### Test set evaluations for the best model resulting from trial set evaluations (split into SG and SS (phase 1 and 2) steps):
This notebook corresponds to the results presented in sections 5.1, 5.2, and 5.4 of the thesis, for the models without the SR step.

In [1]:
from utils_test import *

#### For model 'roberta-base'

In [2]:
data, substitutes_df = get_data_and_create_empty_df()

model = 'roberta-base'
model_name_str = get_str_for_file_name(model)

nlp, lm_tokenizer, lm_model, fill_mask = instantiate_spacy_tokenizer_model_pipeline(model)

In [4]:
# Substitute Generation including noise removal, excluding original unmasked sentence (to show the big difference in semantic similarity; see bad eval. scores as well)
substitutes_df = substitute_generation_including_noise_removal_excluding_original_unmasked(data, substitutes_df, lm_tokenizer, fill_mask, model_name_str)

python tsar_eval.py --gold_file ./data/test/tsar2022_en_test_gold_no_noise.tsv --predictions_file ./predictions/test/SG_robertabase_maskedsentenceonly.tsv --output_file ./output/test/SG_robertabase_maskedsentenceonly.tsv

In [None]:
# Substitute Generation including noise removal, including original, unmasked sentence (concatenated with masked sentence to get more semantic similar results)
# This feature will be used in all subsequent steps/models
substitutes_df = substitute_generation_including_noise_removal_including_original_unmasked(data, substitutes_df, lm_tokenizer, fill_mask, model_name_str)

python tsar_eval.py --gold_file ./data/test/tsar2022_en_test_gold_no_noise.tsv --predictions_file ./predictions/test/SG_incl_orig_sentence_robertabase.tsv --output_file ./output/test/SG_incl_orig_sentence_robertabase.tsv

In [None]:
# Substitute Selection phase 1 (removal of: dupl.of complex word + infl.forms of complex word + antonyms of complex word)
substitutes_df = substitute_selection_phase_1(data, substitutes_df, lm_tokenizer, fill_mask, model_name_str, nlp)

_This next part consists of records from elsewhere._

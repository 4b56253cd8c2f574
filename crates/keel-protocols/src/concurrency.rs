//! Concurrency key policies.

use serde::{Deserialize, Serialize};

/// What to do when a concurrency group is at its limit.
#[derive(Debug, Clone, Copy, PartialEq, Eq, Serialize, Deserialize)]
#[serde(rename_all = "snake_case")]
pub enum ConcurrencyStrategy {
    /// Leave excess runs queued until a slot in the group frees up.
    Queue,
    /// Cancel the oldest running member of the group to admit the new run.
    CancelInProgress,
}

impl Default for ConcurrencyStrategy {
    fn default() -> Self {
        ConcurrencyStrategy::Queue
    }
}

/// Concurrency policy attached to a declaration.
///
/// `key_expr` is a dot-path evaluated against the run input, rooted at
/// `input` (e.g. `"input.customer_id"`). Runs sharing the evaluated key form
/// a group; at most `max_runs` members of a group may be running at once.
#[derive(Debug, Clone, PartialEq, Eq, Serialize, Deserialize)]
pub struct ConcurrencyPolicy {
    /// Dot-path expression over the run input.
    pub key_expr: String,
    /// Maximum concurrently running group members.
    pub max_runs: u32,
    /// Limit strategy.
    #[serde(default)]
    pub strategy: ConcurrencyStrategy,
}

impl ConcurrencyPolicy {
    /// Create a policy.
    pub fn new(key_expr: impl Into<String>, max_runs: u32, strategy: ConcurrencyStrategy) -> Self {
        Self {
            key_expr: key_expr.into(),
            max_runs,
            strategy,
        }
    }

    /// Evaluate the key expression against a run input.
    ///
    /// Missing paths evaluate to the literal `"null"` group rather than an
    /// error: admission control must not reject work a schema already
    /// admitted.
    pub fn evaluate(&self, input: &serde_json::Value) -> String {
        let mut path = self.key_expr.split('.');
        let mut current = match path.next() {
            Some("input") => input,
            _ => return "null".to_string(),
        };
        for segment in path {
            match current.get(segment) {
                Some(v) => current = v,
                None => return "null".to_string(),
            }
        }
        match current {
            serde_json::Value::String(s) => s.clone(),
            other => other.to_string(),
        }
    }
}

/// The concurrency constraint resolved onto one task run at enqueue time.
#[derive(Debug, Clone, PartialEq, Eq, Serialize, Deserialize)]
pub struct RunConcurrency {
    /// Evaluated group key.
    pub key: String,
    /// Group limit.
    pub max_runs: u32,
    /// Limit strategy.
    pub strategy: ConcurrencyStrategy,
}

impl ConcurrencyPolicy {
    /// Resolve this policy against a concrete input.
    pub fn resolve(&self, input: &serde_json::Value) -> RunConcurrency {
        RunConcurrency {
            key: self.evaluate(input),
            max_runs: self.max_runs,
            strategy: self.strategy,
        }
    }
}
//! Language-model provider contract.

use async_trait::async_trait;

use keel_protocols::ProviderError;

/// One structured-generation request.
#[derive(Debug, Clone)]
pub struct GenerateRequest {
    /// Full prompt, including the tool catalog and the task.
    pub prompt: String,
    /// JSON Schema the response content is expected to satisfy.
    pub schema: serde_json::Value,
}

/// Raw provider response.
#[derive(Debug, Clone)]
pub struct GenerateResponse {
    /// Response content; expected to be a JSON document.
    pub content: String,
}

/// A language model that proposes tool selections.
///
/// Treated as an unreliable external dependency: calls fail, and responses
/// are validated and re-prompted like any other untrusted input.
#[async_trait]
pub trait LlmProvider: Send + Sync {
    /// Generate a response for the request.
    async fn generate(&self, request: GenerateRequest) -> Result<GenerateResponse, ProviderError>;
}
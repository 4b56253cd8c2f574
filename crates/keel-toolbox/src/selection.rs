//! Parsed tool selections.

use serde::{Deserialize, Serialize};

/// One tool the model selected, with the arguments it proposed.
#[derive(Debug, Clone, PartialEq, Serialize, Deserialize)]
pub struct ToolSelection {
    /// Declared tool name.
    pub name: String,
    /// Arguments, validated against the tool's input schema.
    pub args: serde_json::Value,
}

/// Wire shape the model is prompted to produce.
#[derive(Debug, Deserialize)]
pub(crate) struct SelectionResponse {
    pub selections: Vec<ToolSelection>,
}
//! Plain execution context for tool handlers.

use std::sync::Arc;

use chrono::{DateTime, Utc};
use serde::de::DeserializeOwned;
use tokio::sync::watch;

use keel_protocols::{Metadata, StoreError, TaskRun, WorkflowKind};
use keel_store::RecordStore;
use uuid::Uuid;

/// Execution context handed to a tool handler.
///
/// Tools run on ordinary slots and may perform arbitrary side effects; the
/// context gives them their input, run identity, and a way to re-arm the
/// execution timeout from inside a long attempt.
pub struct TaskContext {
    run: TaskRun,
    store: Arc<dyn RecordStore>,
    deadline: watch::Sender<DateTime<Utc>>,
}

impl TaskContext {
    /// Build a context for one delivery attempt.
    pub fn new(
        run: TaskRun,
        store: Arc<dyn RecordStore>,
        deadline: watch::Sender<DateTime<Utc>>,
    ) -> Self {
        Self {
            run,
            store,
            deadline,
        }
    }

    /// The run being executed.
    pub fn run(&self) -> &TaskRun {
        &self.run
    }

    /// Run id.
    pub fn run_id(&self) -> Uuid {
        self.run.id
    }

    /// Declaration kind.
    pub fn kind(&self) -> WorkflowKind {
        self.run.kind
    }

    /// Raw input payload.
    pub fn input(&self) -> &serde_json::Value {
        &self.run.input
    }

    /// Input deserialized into a concrete type.
    pub fn input_as<T: DeserializeOwned>(&self) -> Result<T, serde_json::Error> {
        serde_json::from_value(self.run.input.clone())
    }

    /// Retry attempts consumed so far.
    pub fn retry_count(&self) -> u32 {
        self.run.retry_count
    }

    /// Metadata attached at enqueue time.
    pub fn metadata(&self) -> &Metadata {
        &self.run.metadata
    }

    /// Record store backing this run.
    pub fn store(&self) -> &Arc<dyn RecordStore> {
        &self.store
    }

    /// Cooperative cancellation check. Long-running handlers poll this and
    /// bail out when a caller (or a parent's cancellation) cancelled the run.
    pub async fn is_cancelled(&self) -> bool {
        match self.store.get_run(self.run.id).await {
            Ok(Some(run)) => run.status == keel_protocols::RunStatus::Cancelled,
            _ => false,
        }
    }

    /// Re-arm the execution timeout for `extension` from now.
    ///
    /// Pushes the new deadline to the dispatcher watching this attempt and
    /// extends the worker lease so the run is not re-delivered mid-attempt.
    pub async fn refresh_timeout(&self, extension: std::time::Duration) -> Result<(), StoreError> {
        self.store.refresh_timeout(self.run.id, extension).await?;
        let new_deadline = Utc::now()
            + chrono::Duration::from_std(extension)
                .unwrap_or_else(|_| chrono::Duration::seconds(60));
        let _ = self.deadline.send(new_deadline);
        Ok(())
    }
}
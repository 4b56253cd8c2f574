//! Slot pools bounding concurrent handler execution.

use std::sync::Arc;

use tokio::sync::{OwnedSemaphorePermit, Semaphore};

use keel_protocols::WorkflowKind;

use crate::error::WorkerError;

/// Two independent execution pools: ordinary slots for tool work and
/// durable slots for agent orchestration.
///
/// A suspended agent holds no slot; the permit is released the moment the
/// dispatch outcome (terminal or suspended) is known.
pub struct SlotManager {
    slots: Arc<Semaphore>,
    durable_slots: Arc<Semaphore>,
}

impl SlotManager {
    /// Create pools with the given capacities.
    pub fn new(slots: usize, durable_slots: usize) -> Self {
        Self {
            slots: Arc::new(Semaphore::new(slots)),
            durable_slots: Arc::new(Semaphore::new(durable_slots)),
        }
    }

    fn pool(&self, kind: WorkflowKind) -> &Arc<Semaphore> {
        match kind {
            WorkflowKind::Tool => &self.slots,
            WorkflowKind::Agent => &self.durable_slots,
        }
    }

    /// Await a slot of the matching pool. Never blocks the runtime.
    pub async fn acquire(&self, kind: WorkflowKind) -> Result<ScopedSlot, WorkerError> {
        let permit = self
            .pool(kind)
            .clone()
            .acquire_owned()
            .await
            .map_err(|_| WorkerError::SlotPoolClosed)?;
        Ok(ScopedSlot {
            _permit: permit,
            kind,
        })
    }

    /// Slot of the matching pool if one is free right now.
    pub fn try_acquire(&self, kind: WorkflowKind) -> Option<ScopedSlot> {
        self.pool(kind)
            .clone()
            .try_acquire_owned()
            .ok()
            .map(|permit| ScopedSlot {
                _permit: permit,
                kind,
            })
    }

    /// Free slots in the matching pool.
    pub fn available(&self, kind: WorkflowKind) -> usize {
        self.pool(kind).available_permits()
    }
}

/// A held execution slot; released on drop.
pub struct ScopedSlot {
    _permit: OwnedSemaphorePermit,
    kind: WorkflowKind,
}

impl ScopedSlot {
    /// Which pool this slot came from.
    pub fn kind(&self) -> WorkflowKind {
        self.kind
    }
}
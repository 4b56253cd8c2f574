//! Durable execution errors.

use thiserror::Error;

use super::{HandlerError, RunError, StoreError};
use crate::checkpoint::OpSignature;

/// Errors produced inside a durable (agent) handler.
///
/// `Suspended` is how a handler yields control: every durable operation that
/// cannot complete from recorded history returns it, and the handler body
/// propagates it upward with `?`. The dispatcher treats it as a suspend
/// request, not a failure.
#[derive(Debug, Error)]
pub enum DurableError {
    /// The handler reached a durable operation with no recorded outcome; the
    /// side effect has been issued and the run must suspend until it resolves.
    #[error("run suspended on durable operation at seq {seq}")]
    Suspended {
        /// Sequence position of the pending operation.
        seq: u32,
    },

    /// Replay produced a different operation than the recorded checkpoint at
    /// the same sequence position. The handler's control flow depends on
    /// something other than prior checkpoint results. Never retried.
    #[error("determinism violation at seq {seq}: recorded {recorded:?}, replayed {replayed:?}")]
    Determinism {
        /// Sequence position of the mismatch.
        seq: u32,
        /// Signature recorded in the checkpoint log.
        recorded: Box<OpSignature>,
        /// Signature the handler issued on replay.
        replayed: Box<OpSignature>,
    },

    /// A nested call completed with a terminal failure. The parent decides
    /// whether this is fatal to it; unhandled propagation fails the parent as
    /// a handler error.
    #[error("subtask '{name}' failed: {error}")]
    SubtaskFailed {
        /// Declaration name of the failed subtask.
        name: String,
        /// The child's terminal error.
        error: RunError,
    },

    /// The handler itself failed.
    #[error(transparent)]
    Handler(#[from] HandlerError),

    /// Record store failure while issuing or replaying an operation.
    #[error(transparent)]
    Store(#[from] StoreError),
}

impl DurableError {
    /// Whether this error is a suspend request rather than a failure.
    pub fn is_suspend(&self) -> bool {
        matches!(self, DurableError::Suspended { .. })
    }
}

python tsar_eval.py --gold_file ./data/test/tsar2022_en_test_gold_no_noise.tsv --predictions_file ./predictions/test/SS_phase1_robertabase.tsv --output_file ./output/test/SS_phase1_robertabase.tsv

In [None]:
# Substitute Selection phase 2, option 1: substitutes that are synonyms of the complex word first (lemmatized substitutes that share the same synset as the lemmatized complex word)
substitutes_df = substitute_selection_phase_2_option_1(data, substitutes_df, lm_tokenizer, fill_mask, model_name_str, nlp)

python tsar_eval.py --gold_file ./data/test/tsar2022_en_test_gold_no_noise.tsv --predictions_file ./predictions/test/SS_phase2_option1_SharedSyns_robertabase.tsv --output_file ./output/test/SS_phase2_option1_SharedSyns_robertabase.tsv

In [3]:
# Substitute Selection phase 2, option 2b: sort the substitutes that share their indirect hypernyms (2 levels up) with the complex word first
substitutes_df = substitute_selection_phase_2_option_2(data, substitutes_df, lm_tokenizer, fill_mask, model_name_str, nlp, levels=[2])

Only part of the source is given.